[Collected data entries]
↓↓↓

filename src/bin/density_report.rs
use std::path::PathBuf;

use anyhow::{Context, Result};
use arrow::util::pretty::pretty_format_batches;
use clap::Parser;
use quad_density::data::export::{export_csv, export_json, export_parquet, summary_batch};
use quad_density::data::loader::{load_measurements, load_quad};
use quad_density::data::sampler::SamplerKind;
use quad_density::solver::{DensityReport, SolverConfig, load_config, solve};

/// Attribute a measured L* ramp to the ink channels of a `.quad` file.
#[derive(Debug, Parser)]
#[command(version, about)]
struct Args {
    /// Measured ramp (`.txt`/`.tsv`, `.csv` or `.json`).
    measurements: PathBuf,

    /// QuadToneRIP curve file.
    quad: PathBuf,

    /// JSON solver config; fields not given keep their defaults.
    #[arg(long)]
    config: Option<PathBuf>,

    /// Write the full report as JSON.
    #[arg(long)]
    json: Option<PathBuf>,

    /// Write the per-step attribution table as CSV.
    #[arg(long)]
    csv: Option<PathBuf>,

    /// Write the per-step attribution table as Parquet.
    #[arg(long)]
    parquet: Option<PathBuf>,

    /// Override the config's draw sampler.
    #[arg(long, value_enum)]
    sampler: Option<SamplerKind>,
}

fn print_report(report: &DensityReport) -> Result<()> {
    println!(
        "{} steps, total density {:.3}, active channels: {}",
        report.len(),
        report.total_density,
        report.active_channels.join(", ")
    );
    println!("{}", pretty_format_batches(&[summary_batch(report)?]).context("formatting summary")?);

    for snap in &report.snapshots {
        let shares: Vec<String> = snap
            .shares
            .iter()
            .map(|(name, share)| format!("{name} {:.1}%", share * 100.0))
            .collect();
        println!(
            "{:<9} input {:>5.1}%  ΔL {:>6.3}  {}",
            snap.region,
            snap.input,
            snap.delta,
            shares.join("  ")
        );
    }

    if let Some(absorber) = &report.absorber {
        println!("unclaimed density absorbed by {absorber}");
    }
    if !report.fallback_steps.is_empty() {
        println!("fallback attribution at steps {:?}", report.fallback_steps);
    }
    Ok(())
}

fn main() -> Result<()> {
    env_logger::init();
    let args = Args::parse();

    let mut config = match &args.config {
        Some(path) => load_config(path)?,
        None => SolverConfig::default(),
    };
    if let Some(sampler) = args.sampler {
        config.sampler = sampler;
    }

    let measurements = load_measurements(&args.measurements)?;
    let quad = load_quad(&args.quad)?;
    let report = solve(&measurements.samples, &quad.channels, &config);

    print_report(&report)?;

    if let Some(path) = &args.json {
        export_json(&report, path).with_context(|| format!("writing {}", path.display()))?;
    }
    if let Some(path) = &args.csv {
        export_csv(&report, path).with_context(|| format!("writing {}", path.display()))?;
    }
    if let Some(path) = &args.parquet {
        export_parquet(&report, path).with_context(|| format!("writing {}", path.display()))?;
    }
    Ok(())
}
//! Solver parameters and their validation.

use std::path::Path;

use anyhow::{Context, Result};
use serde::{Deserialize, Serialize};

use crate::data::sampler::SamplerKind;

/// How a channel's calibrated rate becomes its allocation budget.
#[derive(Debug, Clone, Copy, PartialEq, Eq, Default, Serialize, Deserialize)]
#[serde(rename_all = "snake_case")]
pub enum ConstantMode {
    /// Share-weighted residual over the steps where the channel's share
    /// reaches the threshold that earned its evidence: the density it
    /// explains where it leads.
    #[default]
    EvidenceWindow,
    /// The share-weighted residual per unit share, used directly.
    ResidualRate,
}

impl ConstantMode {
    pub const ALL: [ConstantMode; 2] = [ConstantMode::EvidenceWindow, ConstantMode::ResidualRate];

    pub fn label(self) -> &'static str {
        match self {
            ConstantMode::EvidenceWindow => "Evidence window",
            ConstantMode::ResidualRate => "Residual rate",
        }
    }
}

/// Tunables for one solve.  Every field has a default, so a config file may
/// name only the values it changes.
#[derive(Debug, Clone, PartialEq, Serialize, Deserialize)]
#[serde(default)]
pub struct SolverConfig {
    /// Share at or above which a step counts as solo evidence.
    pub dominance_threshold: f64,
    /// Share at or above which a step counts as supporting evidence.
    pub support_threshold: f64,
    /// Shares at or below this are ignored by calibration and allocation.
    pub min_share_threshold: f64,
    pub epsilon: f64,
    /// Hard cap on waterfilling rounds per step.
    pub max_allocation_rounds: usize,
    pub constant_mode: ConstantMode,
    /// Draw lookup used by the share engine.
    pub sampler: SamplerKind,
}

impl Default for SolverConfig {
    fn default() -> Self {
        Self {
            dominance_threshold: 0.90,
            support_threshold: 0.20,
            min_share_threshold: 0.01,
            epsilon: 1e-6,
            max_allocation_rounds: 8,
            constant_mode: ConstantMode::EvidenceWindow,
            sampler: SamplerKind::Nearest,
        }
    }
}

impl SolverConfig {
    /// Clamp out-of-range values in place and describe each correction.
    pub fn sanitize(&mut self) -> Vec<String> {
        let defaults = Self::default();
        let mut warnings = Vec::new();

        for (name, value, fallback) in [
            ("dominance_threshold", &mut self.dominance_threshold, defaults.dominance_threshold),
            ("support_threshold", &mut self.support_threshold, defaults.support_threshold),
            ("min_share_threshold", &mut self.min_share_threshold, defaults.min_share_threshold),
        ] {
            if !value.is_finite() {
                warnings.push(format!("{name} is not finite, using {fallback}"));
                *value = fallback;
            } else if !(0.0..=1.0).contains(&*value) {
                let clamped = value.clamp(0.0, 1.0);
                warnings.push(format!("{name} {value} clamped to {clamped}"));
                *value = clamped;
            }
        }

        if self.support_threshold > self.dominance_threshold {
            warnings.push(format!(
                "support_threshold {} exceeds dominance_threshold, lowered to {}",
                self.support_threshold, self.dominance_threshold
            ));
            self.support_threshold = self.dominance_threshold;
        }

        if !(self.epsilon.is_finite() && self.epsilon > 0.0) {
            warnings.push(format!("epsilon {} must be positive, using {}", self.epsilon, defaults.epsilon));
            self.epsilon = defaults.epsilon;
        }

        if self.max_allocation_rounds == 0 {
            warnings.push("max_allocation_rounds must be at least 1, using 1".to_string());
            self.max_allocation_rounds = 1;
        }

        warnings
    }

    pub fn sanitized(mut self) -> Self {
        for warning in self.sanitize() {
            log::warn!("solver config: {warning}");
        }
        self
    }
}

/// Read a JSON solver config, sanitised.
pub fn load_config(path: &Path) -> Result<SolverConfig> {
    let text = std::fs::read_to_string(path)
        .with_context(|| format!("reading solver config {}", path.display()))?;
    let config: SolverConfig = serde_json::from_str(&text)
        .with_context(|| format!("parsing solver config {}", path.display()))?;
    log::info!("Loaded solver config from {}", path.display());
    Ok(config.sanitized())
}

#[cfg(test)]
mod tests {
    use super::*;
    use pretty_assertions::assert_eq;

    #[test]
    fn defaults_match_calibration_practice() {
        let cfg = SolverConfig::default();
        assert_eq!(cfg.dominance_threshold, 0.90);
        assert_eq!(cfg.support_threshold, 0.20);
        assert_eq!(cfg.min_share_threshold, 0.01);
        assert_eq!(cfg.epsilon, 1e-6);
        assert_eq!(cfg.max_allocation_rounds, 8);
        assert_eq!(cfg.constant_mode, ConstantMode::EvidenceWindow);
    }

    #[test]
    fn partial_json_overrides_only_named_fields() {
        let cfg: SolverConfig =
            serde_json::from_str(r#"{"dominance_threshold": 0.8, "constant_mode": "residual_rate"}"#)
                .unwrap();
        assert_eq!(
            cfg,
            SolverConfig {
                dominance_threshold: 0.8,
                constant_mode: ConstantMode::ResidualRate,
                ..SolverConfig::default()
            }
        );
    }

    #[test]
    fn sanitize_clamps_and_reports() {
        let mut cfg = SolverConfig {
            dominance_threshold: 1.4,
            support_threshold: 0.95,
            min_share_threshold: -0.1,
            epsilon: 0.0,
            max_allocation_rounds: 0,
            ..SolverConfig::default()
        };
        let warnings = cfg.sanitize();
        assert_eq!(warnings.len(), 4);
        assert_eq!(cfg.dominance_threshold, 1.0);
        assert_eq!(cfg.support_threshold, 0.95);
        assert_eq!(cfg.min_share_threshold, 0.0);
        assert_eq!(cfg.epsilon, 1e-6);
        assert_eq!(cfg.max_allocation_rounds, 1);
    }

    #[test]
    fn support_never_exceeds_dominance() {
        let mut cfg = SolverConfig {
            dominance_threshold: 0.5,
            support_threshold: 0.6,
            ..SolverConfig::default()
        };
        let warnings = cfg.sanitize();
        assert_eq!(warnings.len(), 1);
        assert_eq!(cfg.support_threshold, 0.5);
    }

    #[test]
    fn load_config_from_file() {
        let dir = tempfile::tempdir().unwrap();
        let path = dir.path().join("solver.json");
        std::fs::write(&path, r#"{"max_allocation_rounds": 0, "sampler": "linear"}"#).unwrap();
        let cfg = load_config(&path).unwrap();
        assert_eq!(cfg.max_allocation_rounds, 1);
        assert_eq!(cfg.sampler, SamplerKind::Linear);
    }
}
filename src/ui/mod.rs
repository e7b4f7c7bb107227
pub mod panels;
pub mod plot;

↑↑↑
↓↓↓

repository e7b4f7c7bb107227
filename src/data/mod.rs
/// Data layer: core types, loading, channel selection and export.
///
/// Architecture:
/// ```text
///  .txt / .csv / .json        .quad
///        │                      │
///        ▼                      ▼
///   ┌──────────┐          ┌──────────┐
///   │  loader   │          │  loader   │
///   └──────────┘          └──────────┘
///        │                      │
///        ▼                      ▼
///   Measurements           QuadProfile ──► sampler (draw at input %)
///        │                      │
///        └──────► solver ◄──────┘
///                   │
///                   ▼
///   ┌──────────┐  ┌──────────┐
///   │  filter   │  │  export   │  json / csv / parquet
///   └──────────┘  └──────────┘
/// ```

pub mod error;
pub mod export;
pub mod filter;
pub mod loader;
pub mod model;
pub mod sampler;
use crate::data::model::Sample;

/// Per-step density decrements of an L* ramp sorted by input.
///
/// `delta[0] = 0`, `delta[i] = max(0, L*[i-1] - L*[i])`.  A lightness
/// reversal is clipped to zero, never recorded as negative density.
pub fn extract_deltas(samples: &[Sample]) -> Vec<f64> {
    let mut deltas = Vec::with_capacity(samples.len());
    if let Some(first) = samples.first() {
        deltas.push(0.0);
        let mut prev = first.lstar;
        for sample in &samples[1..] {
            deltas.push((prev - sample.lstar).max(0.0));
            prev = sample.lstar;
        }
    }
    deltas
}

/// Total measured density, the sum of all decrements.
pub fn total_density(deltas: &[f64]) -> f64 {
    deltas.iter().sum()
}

↑↑↑
↓↓↓

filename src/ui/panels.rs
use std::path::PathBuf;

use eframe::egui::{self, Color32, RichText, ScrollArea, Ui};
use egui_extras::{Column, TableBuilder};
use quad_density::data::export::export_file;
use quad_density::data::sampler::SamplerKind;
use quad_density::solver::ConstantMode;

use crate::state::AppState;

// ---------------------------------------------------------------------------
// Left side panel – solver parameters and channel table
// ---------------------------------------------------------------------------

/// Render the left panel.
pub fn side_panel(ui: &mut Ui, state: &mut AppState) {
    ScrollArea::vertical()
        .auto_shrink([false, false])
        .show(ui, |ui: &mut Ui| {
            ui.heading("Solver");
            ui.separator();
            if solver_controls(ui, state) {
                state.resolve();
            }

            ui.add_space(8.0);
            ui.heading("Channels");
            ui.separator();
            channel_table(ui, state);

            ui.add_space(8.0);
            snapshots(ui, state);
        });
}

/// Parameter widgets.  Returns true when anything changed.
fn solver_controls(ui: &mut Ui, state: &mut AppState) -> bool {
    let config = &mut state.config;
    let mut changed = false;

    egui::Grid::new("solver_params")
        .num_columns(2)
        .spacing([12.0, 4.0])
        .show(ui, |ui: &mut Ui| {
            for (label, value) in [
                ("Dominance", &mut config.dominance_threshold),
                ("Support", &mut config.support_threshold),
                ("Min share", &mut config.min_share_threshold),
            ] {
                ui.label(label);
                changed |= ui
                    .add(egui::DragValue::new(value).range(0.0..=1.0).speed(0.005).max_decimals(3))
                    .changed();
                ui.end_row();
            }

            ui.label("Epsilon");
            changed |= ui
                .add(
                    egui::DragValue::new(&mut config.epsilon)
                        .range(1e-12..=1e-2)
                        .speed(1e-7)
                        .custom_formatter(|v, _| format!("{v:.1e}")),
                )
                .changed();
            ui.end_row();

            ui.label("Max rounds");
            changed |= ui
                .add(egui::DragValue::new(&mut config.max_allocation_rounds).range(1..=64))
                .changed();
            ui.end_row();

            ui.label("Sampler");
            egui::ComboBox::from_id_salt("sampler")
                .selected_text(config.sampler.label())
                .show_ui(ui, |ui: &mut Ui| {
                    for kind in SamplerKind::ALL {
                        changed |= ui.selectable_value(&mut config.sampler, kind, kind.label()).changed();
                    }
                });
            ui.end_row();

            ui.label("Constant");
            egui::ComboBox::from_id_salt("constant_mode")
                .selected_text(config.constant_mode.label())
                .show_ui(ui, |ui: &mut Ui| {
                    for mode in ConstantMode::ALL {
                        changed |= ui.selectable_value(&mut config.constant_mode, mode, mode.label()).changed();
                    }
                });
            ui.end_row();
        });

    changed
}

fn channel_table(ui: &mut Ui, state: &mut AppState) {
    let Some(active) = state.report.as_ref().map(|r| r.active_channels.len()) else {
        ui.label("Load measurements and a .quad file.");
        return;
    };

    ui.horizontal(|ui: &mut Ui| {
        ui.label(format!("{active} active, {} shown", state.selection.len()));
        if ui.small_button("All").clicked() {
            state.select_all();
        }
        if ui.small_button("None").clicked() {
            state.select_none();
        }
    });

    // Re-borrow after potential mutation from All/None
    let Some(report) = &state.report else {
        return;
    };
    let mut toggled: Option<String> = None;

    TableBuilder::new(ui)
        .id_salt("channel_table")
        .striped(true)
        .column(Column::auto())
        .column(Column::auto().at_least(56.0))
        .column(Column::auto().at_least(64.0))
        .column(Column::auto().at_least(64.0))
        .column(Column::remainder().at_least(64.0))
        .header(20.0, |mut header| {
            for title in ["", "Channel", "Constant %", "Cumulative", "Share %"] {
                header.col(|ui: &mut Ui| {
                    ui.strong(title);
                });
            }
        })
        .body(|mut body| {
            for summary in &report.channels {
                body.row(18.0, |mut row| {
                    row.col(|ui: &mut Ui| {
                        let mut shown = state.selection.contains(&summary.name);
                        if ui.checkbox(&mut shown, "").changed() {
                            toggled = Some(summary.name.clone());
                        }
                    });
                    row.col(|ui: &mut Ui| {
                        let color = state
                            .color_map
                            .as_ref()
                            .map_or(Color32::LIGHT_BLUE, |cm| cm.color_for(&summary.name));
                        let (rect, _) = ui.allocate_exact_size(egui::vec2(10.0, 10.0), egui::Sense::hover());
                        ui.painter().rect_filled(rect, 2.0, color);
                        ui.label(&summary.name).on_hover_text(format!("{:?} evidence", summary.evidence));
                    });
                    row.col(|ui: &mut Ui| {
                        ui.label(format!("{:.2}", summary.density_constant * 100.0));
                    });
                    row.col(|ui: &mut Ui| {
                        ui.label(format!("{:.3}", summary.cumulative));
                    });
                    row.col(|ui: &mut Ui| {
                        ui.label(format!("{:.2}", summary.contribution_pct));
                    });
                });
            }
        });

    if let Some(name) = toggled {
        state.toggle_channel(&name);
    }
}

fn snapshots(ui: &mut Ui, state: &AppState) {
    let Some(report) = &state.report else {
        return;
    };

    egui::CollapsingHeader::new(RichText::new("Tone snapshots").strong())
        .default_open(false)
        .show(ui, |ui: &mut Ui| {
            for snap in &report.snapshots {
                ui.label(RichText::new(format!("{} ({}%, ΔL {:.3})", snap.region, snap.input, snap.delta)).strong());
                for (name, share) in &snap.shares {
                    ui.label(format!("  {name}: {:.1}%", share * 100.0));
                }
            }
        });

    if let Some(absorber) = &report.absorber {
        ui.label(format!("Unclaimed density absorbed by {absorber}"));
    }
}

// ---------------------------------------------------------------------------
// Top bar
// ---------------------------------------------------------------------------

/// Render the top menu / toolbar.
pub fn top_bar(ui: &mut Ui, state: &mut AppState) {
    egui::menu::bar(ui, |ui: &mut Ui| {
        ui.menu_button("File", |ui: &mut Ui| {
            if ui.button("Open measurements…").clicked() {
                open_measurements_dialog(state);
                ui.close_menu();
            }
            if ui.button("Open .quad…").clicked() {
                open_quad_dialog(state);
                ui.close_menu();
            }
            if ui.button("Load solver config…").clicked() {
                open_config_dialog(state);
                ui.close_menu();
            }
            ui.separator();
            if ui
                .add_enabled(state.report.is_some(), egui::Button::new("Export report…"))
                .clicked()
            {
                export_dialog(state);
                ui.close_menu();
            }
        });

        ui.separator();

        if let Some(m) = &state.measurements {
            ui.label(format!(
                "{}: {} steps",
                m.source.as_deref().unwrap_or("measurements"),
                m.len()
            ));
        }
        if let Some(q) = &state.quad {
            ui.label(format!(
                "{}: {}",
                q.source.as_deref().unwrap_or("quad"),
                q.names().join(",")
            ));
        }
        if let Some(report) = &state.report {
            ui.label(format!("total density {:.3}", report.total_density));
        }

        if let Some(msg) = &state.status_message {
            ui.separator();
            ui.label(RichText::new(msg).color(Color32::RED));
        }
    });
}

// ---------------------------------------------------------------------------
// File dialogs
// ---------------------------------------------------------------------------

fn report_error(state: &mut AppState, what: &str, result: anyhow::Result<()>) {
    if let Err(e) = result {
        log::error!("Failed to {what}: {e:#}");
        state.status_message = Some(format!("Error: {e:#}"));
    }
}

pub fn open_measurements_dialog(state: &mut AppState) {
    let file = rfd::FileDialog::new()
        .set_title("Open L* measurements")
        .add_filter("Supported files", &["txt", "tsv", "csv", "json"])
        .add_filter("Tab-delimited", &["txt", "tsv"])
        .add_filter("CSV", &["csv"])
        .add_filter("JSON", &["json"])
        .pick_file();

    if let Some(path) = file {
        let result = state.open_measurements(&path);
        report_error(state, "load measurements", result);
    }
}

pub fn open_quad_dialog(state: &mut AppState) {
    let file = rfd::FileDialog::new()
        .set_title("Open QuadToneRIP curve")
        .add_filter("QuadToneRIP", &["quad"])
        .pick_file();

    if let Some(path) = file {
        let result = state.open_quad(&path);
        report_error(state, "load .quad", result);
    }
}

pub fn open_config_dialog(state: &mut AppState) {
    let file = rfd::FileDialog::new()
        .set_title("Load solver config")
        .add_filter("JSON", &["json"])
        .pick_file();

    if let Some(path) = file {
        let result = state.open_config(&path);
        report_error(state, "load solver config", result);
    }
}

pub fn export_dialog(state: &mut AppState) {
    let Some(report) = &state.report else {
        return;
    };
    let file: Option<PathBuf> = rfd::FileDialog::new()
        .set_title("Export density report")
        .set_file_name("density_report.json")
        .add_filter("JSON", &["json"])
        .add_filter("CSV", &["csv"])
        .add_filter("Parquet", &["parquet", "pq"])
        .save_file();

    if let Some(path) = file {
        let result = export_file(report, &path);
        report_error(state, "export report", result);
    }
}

↑↑↑

What is required: Find "let quad = load_quad(&args.quad)?;" in the entries above and copy that whole line exactly, then each line after it through the line that contains "if let Some(path) = &args.parquet".

Response to the exercise:
    let quad = load_quad(&args.quad)?;
    let report = solve(&measurements.samples, &quad.channels, &config);

    print_report(&report)?;

    if let Some(path) = &args.json {
        export_json(&report, path).with_context(|| format!("writing {}", path.display()))?;
    }
    if let Some(path) = &args.csv {
        export_csv(&report, path).with_context(|| format!("writing {}", path.display()))?;
    }
    if let Some(path) = &args.parquet {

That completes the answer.